Thank you for bringing us Jim Miller's Savvy Senior column. I was particularly intrigued with his Aug. 27 column, "Music therapy for Alzheimer's patients."

More and more is being done with music and other creative arts to help many of those with Alzheimer's disease. As Miller said, music "can help with a number of behavioral issues common in the middle-stages of the disease."

On behalf of the Alzheimer's Association, I would like to make readers aware that we will be showing an excellent 57-minute documentary on treating Alzheimer's disease through the creative arts, "I Remember Better When I Paint," at 6:30 p.m. Oct. 24 at the Ocean City Free Public Library and at 6:30 p.m. Nov. 7 at Royal Suites Healthcare and Rehabilitation Center in Galloway Township.

Narrated by Olivia de Havilland, this documentary shows how initiatives that bring people with Alzheimer's to art and creative workshops are producing remarkably positive results. If you have a loved one with Alzheimer's or other dementia, I hope you will join us at one of these presentations to explore a more in-depth examination of how the creative arts are changing the way people look at Alzheimer's.

LEONARD P. SMITH

Marmora

Christie is wrong

on health exchange

When Gov. Chris Christie chose to have the federal government, instead of the state, run the new health care exchange, New Jersey lost millions of dollars that could have been spent helping thousands of New Jersey's uninsured understand their rights and become insured. This money would also have created sorely needed jobs and significantly reduced the state funding needed for New Jersey hospitals struggling to provide charity care.

Of the $8.6 million New Jersey did receive for planning a health care exchange, $7.6 million remains unspent. Oct. 1 is the start of enrollment, and I have neither seen nor heard anything about the program.

Christie also vetoed a bill that would have restored funding to family-planning centers. These actions, among many others, speak to Christie's total lack of regard for the working poor and whatever is left of the middle class, who are always one step away from becoming the working poor.

Vote for Barbara Buono in November.

MARIPAT PERONE

Cape May

Langford must end

feud with the state

Regarding the Sept. 1 story, "Political discord is costing Atlantic City," about state representatives calling on Mayor Lorenzo Langford for more cooperation:

It's time for the mayor to either start to improve the city with the state or get out of the way. The golden goose is dead. We now must clean the dirty sidewalks and the trash-covered lots and streets and remove the dilapidated buildings.

The city can once again become a beautiful destination, but our leaders must do what is best for the city, not what is best for a few residents who need to be relocated. Sometimes growing up means sacrifice. Greed will just slow down progress if people are looking for a million-dollar payout for an urban eyesore.

Atlantic City is listed by Conde Nast Traveler as the fifth most unfriendly city in the U.S. Why would anyone want to travel to a filthy, high-crime, unfriendly resort, when other clean, friendly and safe resorts are within driving distance?

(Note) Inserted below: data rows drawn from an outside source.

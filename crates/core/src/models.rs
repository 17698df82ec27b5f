use serde::Serialize;
use storage::Link;

/// A link paired with its score for one query. Never persisted.
#[derive(Debug, Clone, Copy, Serialize)]
pub struct ScoredLink<'a> {
    pub score: f64,
    pub link: &'a Link,
}

/// Raw user input for a new link, before normalization.
#[derive(Debug, Clone, Default)]
pub struct LinkDraft {
    pub url: String,
    pub title: String,
    pub comment: String,
    /// Each entry may hold several comma-separated tags.
    pub tags: Vec<String>,
    /// `key=value` pairs.
    pub labels: Vec<String>,
}
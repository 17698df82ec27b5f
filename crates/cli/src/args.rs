use clap::{Args, Parser, Subcommand};
use linker_core::models::LinkDraft;

#[derive(Parser, Debug)]
#[command(name = "linker")]
#[command(about = "Local link index with ranked fuzzy picking", long_about = None)]
pub struct Cli {
    /// Path to a config file (toml, json, yaml)
    #[arg(long, global = true)]
    pub config: Option<String>,

    #[command(flatten)]
    pub search: SearchArgs,

    #[command(subcommand)]
    pub command: Option<Commands>,
}

#[derive(Args, Debug, Default)]
pub struct SearchArgs {
    /// Search terms; without any, every link is listed by usefulness
    pub terms: Vec<String>,
    /// Print ranked matches as JSON instead of opening the picker
    #[arg(long, default_value_t = false, conflicts_with = "print")]
    pub json: bool,
    /// Print ranked matches as lines instead of opening the picker
    #[arg(long, default_value_t = false)]
    pub print: bool,
}

#[derive(Subcommand, Debug)]
pub enum Commands {
    /// Add a link to the index
    Add(AddArgs),
}

#[derive(Args, Debug)]
pub struct AddArgs {
    /// URL or path to store
    pub url: String,
    /// Title for the link
    #[arg(short = 'n', long, default_value = "")]
    pub title: String,
    /// Free-text comment
    #[arg(short, long, default_value = "")]
    pub comment: String,
    /// Tags (comma-separated or repeated)
    #[arg(short, long = "tag", value_delimiter = ',')]
    pub tags: Vec<String>,
    /// Label as key=value (repeatable)
    #[arg(short, long = "label")]
    pub labels: Vec<String>,
}

impl From<AddArgs> for LinkDraft {
    fn from(args: AddArgs) -> Self {
        LinkDraft {
            url: args.url,
            title: args.title,
            comment: args.comment,
            tags: args.tags,
            labels: args.labels,
        }
    }
}
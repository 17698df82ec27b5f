//! Store mutations: adding links and recording opens.

use crate::clock::Clock;
use crate::models::LinkDraft;
use anyhow::Context;
use chrono::{DateTime, Utc};
use std::collections::BTreeMap;
use storage::{Link, LinkStore, Store};
use tracing::{info, warn};

pub struct Indexer<'a> {
    store: &'a dyn LinkStore,
    clock: &'a dyn Clock,
}

impl<'a> Indexer<'a> {
    pub fn new(store: &'a dyn LinkStore, clock: &'a dyn Clock) -> Self {
        Self { store, clock }
    }

    /// Appends a new link and rewrites the whole store.
    pub fn add(&self, draft: LinkDraft) -> anyhow::Result<Link> {
        let mut snapshot = self.store.load();
        let link = build_link(draft, &snapshot, self.clock.now());
        snapshot.append(link.clone());
        self.store
            .persist(&snapshot)
            .with_context(|| format!("saving link store after adding {}", link.url))?;
        info!("added link {} ({})", link.id, link.url);
        Ok(link)
    }

    /// Bumps usage stats for the opened link. Looks up `id` first and falls
    /// back to the first link with `url`. Returns the updated link, or `None`
    /// if nothing matched.
    pub fn record_open(&self, id: Option<&str>, url: &str) -> anyhow::Result<Option<Link>> {
        let mut snapshot = self.store.load();
        let target = id
            .filter(|id| snapshot.contains_id(id))
            .map(str::to_string)
            .or_else(|| {
                snapshot
                    .links()
                    .iter()
                    .find(|l| l.url == url)
                    .map(|l| l.id.clone())
            });
        let Some(target) = target else {
            warn!("opened url {} is not in the store", url);
            return Ok(None);
        };

        let Some(updated) = snapshot.record_open(&target, self.clock.now()).cloned() else {
            return Ok(None);
        };
        self.store
            .persist(&snapshot)
            .context("saving link store after recording an open")?;
        Ok(Some(updated))
    }
}

/// Normalizes a draft into a link with a fresh id.
pub fn build_link(draft: LinkDraft, existing: &Store, now: DateTime<Utc>) -> Link {
    let mut link = Link::new(unique_id(existing, now), draft.url);
    link.title = draft.title;
    link.comment = draft.comment;
    link.tags = parse_tags(&draft.tags);
    link.labels = parse_labels(&draft.labels);
    link
}

/// Nanosecond creation timestamp, bumped until it is unused in `existing`.
fn unique_id(existing: &Store, now: DateTime<Utc>) -> String {
    let mut nanos = now
        .timestamp_nanos_opt()
        .unwrap_or_else(|| now.timestamp_millis().saturating_mul(1_000_000));
    let mut id = nanos.to_string();
    while existing.contains_id(&id) {
        nanos = nanos.saturating_add(1);
        id = nanos.to_string();
    }
    id
}

/// Splits comma-separated entries, trims, lowercases, drops empties and
/// duplicates. First occurrence keeps its position.
pub fn parse_tags(raw: &[String]) -> Vec<String> {
    let mut tags: Vec<String> = Vec::new();
    for tag in raw.iter().flat_map(|entry| entry.split(',')) {
        let tag = tag.trim().to_lowercase();
        if !tag.is_empty() && !tags.contains(&tag) {
            tags.push(tag);
        }
    }
    tags
}

/// Parses `key=value` entries, splitting at the first `=`. Entries without
/// `=` are skipped; a repeated key keeps the last value.
pub fn parse_labels(raw: &[String]) -> BTreeMap<String, String> {
    let mut labels = BTreeMap::new();
    for entry in raw {
        match entry.split_once('=') {
            Some((key, value)) => {
                labels.insert(key.to_string(), value.to_string());
            }
            None => warn!("ignoring label without '=': {}", entry),
        }
    }
    labels
}

#[cfg(test)]
mod tests {
    use super::*;
    use crate::clock::FixedClock;
    use chrono::{Duration, TimeZone};
    use storage::MemoryStore;

    fn clock() -> FixedClock {
        FixedClock(Utc.with_ymd_and_hms(2025, 6, 15, 12, 0, 0).unwrap())
    }

    fn strings(raw: &[&str]) -> Vec<String> {
        raw.iter().map(|s| s.to_string()).collect()
    }

    #[test]
    fn tags_are_split_normalized_and_deduplicated() {
        let tags = parse_tags(&strings(&["Go, CLI", "go", " ", "tools,,cli"]));
        assert_eq!(tags, strings(&["go", "cli", "tools"]));
    }

    #[test]
    fn labels_split_at_first_equals() {
        let labels = parse_labels(&strings(&["env=prod", "query=a=b", "broken", "env=dev", "empty="]));
        assert_eq!(labels.get("env").map(String::as_str), Some("dev"));
        assert_eq!(labels.get("query").map(String::as_str), Some("a=b"));
        assert_eq!(labels.get("empty").map(String::as_str), Some(""));
        assert!(!labels.contains_key("broken"));
        assert_eq!(labels.len(), 3);
    }

    #[test]
    fn add_appends_and_persists() {
        let store = MemoryStore::default();
        let clock = clock();
        let indexer = Indexer::new(&store, &clock);

        let link = indexer
            .add(LinkDraft {
                url: "https://go.dev/blog".to_string(),
                title: "Go Blog".to_string(),
                tags: strings(&["Go,cli"]),
                labels: strings(&["lang=go"]),
                ..Default::default()
            })
            .unwrap();

        assert_eq!(link.id, clock.0.timestamp_nanos_opt().unwrap().to_string());
        assert_eq!(link.tags, strings(&["go", "cli"]));
        assert_eq!(link.open_count, 0);
        assert!(link.last_opened.is_none());
        assert_eq!(store.snapshot().links(), &[link]);
    }

    #[test]
    fn ids_stay_unique_under_a_frozen_clock() {
        let store = MemoryStore::default();
        let clock = clock();
        let indexer = Indexer::new(&store, &clock);
        let first = indexer.add(LinkDraft { url: "a".into(), ..Default::default() }).unwrap();
        let second = indexer.add(LinkDraft { url: "b".into(), ..Default::default() }).unwrap();
        assert_ne!(first.id, second.id);
        assert_eq!(store.snapshot().len(), 2);
    }

    #[test]
    fn add_reports_write_failures() {
        let store = MemoryStore::failing(Store::default());
        let clock = clock();
        let indexer = Indexer::new(&store, &clock);
        let err = indexer
            .add(LinkDraft { url: "https://example.com".into(), ..Default::default() })
            .unwrap_err();
        assert!(err.to_string().contains("https://example.com"));
        assert!(store.snapshot().is_empty());
    }

    #[test]
    fn record_open_prefers_id_then_url() {
        let mut a = Link::new("a", "https://same.example");
        a.last_opened = Some(clock().0 - Duration::days(3));
        let b = Link::new("b", "https://same.example");
        let store = MemoryStore::new(Store::new(vec![a, b]));
        let clock = clock();
        let indexer = Indexer::new(&store, &clock);

        let updated = indexer.record_open(Some("b"), "https://same.example").unwrap().unwrap();
        assert_eq!(updated.id, "b");
        assert_eq!(updated.open_count, 1);
        assert_eq!(updated.last_opened, Some(clock.0));

        let updated = indexer.record_open(None, "https://same.example").unwrap().unwrap();
        assert_eq!(updated.id, "a");
        assert_eq!(updated.last_opened, Some(clock.0));

        assert!(indexer.record_open(Some("zzz"), "https://other").unwrap().is_none());
        let snapshot = store.snapshot();
        assert_eq!(snapshot.links()[0].open_count, 1);
        assert_eq!(snapshot.links()[1].open_count, 1);
    }

    #[test]
    fn record_open_with_stale_id_uses_the_url() {
        let store = MemoryStore::new(Store::new(vec![Link::new("a", "https://a.example")]));
        let clock = clock();
        let indexer = Indexer::new(&store, &clock);
        let updated = indexer.record_open(Some("gone"), "https://a.example").unwrap().unwrap();
        assert_eq!(updated.id, "a");
        assert_eq!(store.snapshot().links()[0].open_count, 1);
    }

    #[test]
    fn record_open_reports_write_failures() {
        let store = MemoryStore::failing(Store::new(vec![Link::new("a", "https://a.example")]));
        let clock = clock();
        let indexer = Indexer::new(&store, &clock);
        assert!(indexer.record_open(Some("a"), "https://a.example").is_err());
        assert_eq!(store.snapshot().links()[0].open_count, 0);
    }
}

The great standoff between Gov. Chris Christie and Langford must come to an end. It's time to put away the kindergarten temper tantrums and act like adults.

The governor and the mayor can continue to hate each other, but they need to work together. It's time for Langford to start acting like a leader who has a vision to improve the city. And residents must understand that they live in a resort, and if the city doesn't get its act together, there will be no jobs available.

PETER McLAUGHLIN

Margate

Revel is too dark

on Boardwalk side

The Revel Casino-Hotel is a beautiful building but lacks lighting on the Boardwalk side. All the other Boardwalk casinos have attractive and attention-getting lighting. It almost seems as if you enter a dead zone when you reach Revel on the Boardwalk. It lacks luster and excitement.

Revel also needs more on the wall where the name sits. It seems logical to have lighting in the recessed areas of the wall facing the Boardwalk. If the wall could be better lit and the Revel name lit up, it would bring more attention to its beauty.

Please put more lighting on the wall facing the Boardwalk to create a more inviting atmosphere. Without it, the area seems a little eerie.